■ Work instructions: Until the last line is reached, keep transcribing the material exactly.

Provided information START

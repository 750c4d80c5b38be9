//! Plain-text topology summaries

use testbed_topology::graph::TopologyGraph;

pub fn print_topology(graph: &TopologyGraph) {
    println!("--- Topology `{}` ---", graph.name());
    println!(
        "* {} nodes, {} edges",
        graph.node_count(),
        graph.edge_count()
    );

    println!("--- Nodes ---");
    for node in graph.nodes() {
        let role = node.attr("role").unwrap_or("?");
        match node.attr("address") {
            Some(address) => println!(
                "* {} ({role}): {address} netmask {} mac {}",
                node.id,
                node.attr("netmask").unwrap_or("?"),
                node.attr("mac").unwrap_or("?"),
            ),
            None => println!("* {} ({role})", node.id),
        }
    }

    println!("--- Links ---");
    for edge in graph.edges() {
        println!(
            "* {} <-> {}: {} Mbps, {} ms delay, {}% loss",
            edge.source,
            edge.target,
            edge.attr("bandwidth").unwrap_or("?"),
            edge.attr("delay").unwrap_or("?"),
            edge.attr("loss").unwrap_or("?"),
        );
    }
}
use clap::{Parser, Subcommand, ValueEnum};
use std::path::PathBuf;

#[derive(Parser, Debug, Clone)]
pub struct CliOpt {
    /// Name of the topology blueprint to build
    #[arg(long, default_value = "level1")]
    pub topology: String,

    /// Include the adversarial node in the topology
    #[arg(long)]
    pub attacker: bool,

    /// Load the topology from a persisted document instead of building it
    /// (node ids are preserved verbatim)
    #[arg(long)]
    pub from_file: Option<PathBuf>,

    #[command(subcommand)]
    pub command: Command,
}

#[derive(Subcommand, Debug, Clone)]
pub enum Command {
    /// Start the network emulation and run a launch profile against it
    Launch(LaunchOpt),
    /// Persist the topology as a JSON exchange document
    Export(ExportOpt),
    /// Render the topology as a Graphviz DOT document
    Render(RenderOpt),
    /// Print a summary of the topology's nodes and links
    Show,
}

#[derive(Parser, Debug, Clone)]
pub struct LaunchOpt {
    /// The launch profile applied to the live network
    #[arg(long, value_enum, default_value = "interactive")]
    pub profile: ProfileOpt,

    /// The emulation backend
    #[arg(long, value_enum, default_value = "netns")]
    pub backend: BackendOpt,

    /// Persist the topology before starting the emulation
    #[arg(long)]
    pub write_graph: bool,

    /// Pretty-print the persisted topology document
    #[arg(long)]
    pub pretty: bool,

    /// Render the topology to a DOT file before starting the emulation
    #[arg(long)]
    pub render: bool,

    /// Directory for persisted and rendered artifacts
    #[arg(long, default_value = ".")]
    pub out_dir: PathBuf,

    /// Command that seeds the shared state store (tutorial profile only)
    #[arg(long, default_value = "./state_db_init")]
    pub seed_command: String,

    /// Command template for the per-controller control programs (`{id}` is
    /// replaced with the device id)
    #[arg(long, default_value = "./programs/{id}")]
    pub program_template: String,

    /// Listen port of the external SDN controller
    #[arg(long, default_value_t = 6634)]
    pub controller_port: u16,
}

#[derive(ValueEnum, Copy, Clone, Debug, PartialEq, Eq)]
pub enum ProfileOpt {
    Interactive,
    Workshop,
    Tutorial,
}

#[derive(ValueEnum, Copy, Clone, Debug, PartialEq, Eq)]
pub enum BackendOpt {
    /// Linux network namespaces (requires root)
    Netns,
    /// Log every action without touching the host system
    DryRun,
}

#[derive(Parser, Debug, Clone)]
pub struct ExportOpt {
    /// Destination path of the exchange document
    #[arg(long)]
    pub out: PathBuf,

    /// Pretty-print the document
    #[arg(long)]
    pub pretty: bool,
}

#[derive(Parser, Debug, Clone)]
pub struct RenderOpt {
    /// Destination path of the DOT document
    #[arg(long)]
    pub out: PathBuf,
}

Provided information END

■ Solution:
repository 750c4d80c5b38be9
//! Plain-text topology summaries

use testbed_topology::graph::TopologyGraph;

pub fn print_topology(graph: &TopologyGraph) {
    println!("--- Topology `{}` ---", graph.name());
    println!(
        "* {} nodes, {} edges",
        graph.node_count(),
        graph.edge_count()
    );

    println!("--- Nodes ---");
    for node in graph.nodes() {
        let role = node.attr("role").unwrap_or("?");
        match node.attr("address") {
            Some(address) => println!(
                "* {} ({role}): {address} netmask {} mac {}",
                node.id,
                node.attr("netmask").unwrap_or("?"),
                node.attr("mac").unwrap_or("?"),
            ),
            None => println!("* {} ({role})", node.id),
        }
    }

    println!("--- Links ---");
    for edge in graph.edges() {
        println!(
            "* {} <-> {}: {} Mbps, {} ms delay, {}% loss",
            edge.source,
            edge.target,
            edge.attr("bandwidth").unwrap_or("?"),
            edge.attr("delay").unwrap_or("?"),
            edge.attr("loss").unwrap_or("?"),
        );
    }
}
use clap::{Parser, Subcommand, ValueEnum};
use std::path::PathBuf;

#[derive(Parser, Debug, Clone)]
pub struct CliOpt {
    /// Name of the topology blueprint to build
    #[arg(long, default_value = "level1")]
    pub topology: String,

    /// Include the adversarial node in the topology
    #[arg(long)]
    pub attacker: bool,

    /// Load the topology from a persisted document instead of building it
    /// (node ids are preserved verbatim)
    #[arg(long)]
    pub from_file: Option<PathBuf>,

    #[command(subcommand)]
    pub command: Command,
}

#[derive(Subcommand, Debug, Clone)]
pub enum Command {
    /// Start the network emulation and run a launch profile against it
    Launch(LaunchOpt),
    /// Persist the topology as a JSON exchange document
    Export(ExportOpt),
    /// Render the topology as a Graphviz DOT document
    Render(RenderOpt),
    /// Print a summary of the topology's nodes and links
    Show,
}

#[derive(Parser, Debug, Clone)]
pub struct LaunchOpt {
    /// The launch profile applied to the live network
    #[arg(long, value_enum, default_value = "interactive")]
    pub profile: ProfileOpt,

    /// The emulation backend
    #[arg(long, value_enum, default_value = "netns")]
    pub backend: BackendOpt,

    /// Persist the topology before starting the emulation
    #[arg(long)]
    pub write_graph: bool,

    /// Pretty-print the persisted topology document
    #[arg(long)]
    pub pretty: bool,

    /// Render the topology to a DOT file before starting the emulation
    #[arg(long)]
    pub render: bool,

    /// Directory for persisted and rendered artifacts
    #[arg(long, default_value = ".")]
    pub out_dir: PathBuf,

    /// Command that seeds the shared state store (tutorial profile only)
    #[arg(long, default_value = "./state_db_init")]
    pub seed_command: String,

    /// Command template for the per-controller control programs (`{id}` is
    /// replaced with the device id)
    #[arg(long, default_value = "./programs/{id}")]
    pub program_template: String,

    /// Listen port of the external SDN controller
    #[arg(long, default_value_t = 6634)]
    pub controller_port: u16,
}

#[derive(ValueEnum, Copy, Clone, Debug, PartialEq, Eq)]
pub enum ProfileOpt {
    Interactive,
    Workshop,
    Tutorial,
}

#[derive(ValueEnum, Copy, Clone, Debug, PartialEq, Eq)]
pub enum BackendOpt {
    /// Linux network namespaces (requires root)
    Netns,
    /// Log every action without touching the host system
    DryRun,
}

#[derive(Parser, Debug, Clone)]
pub struct ExportOpt {
    /// Destination path of the exchange document
    #[arg(long)]
    pub out: PathBuf,

    /// Pretty-print the document
    #[arg(long)]
    pub pretty: bool,
}

#[derive(Parser, Debug, Clone)]
pub struct RenderOpt {
    /// Destination path of the DOT document
    #[arg(long)]
    pub out: PathBuf,
}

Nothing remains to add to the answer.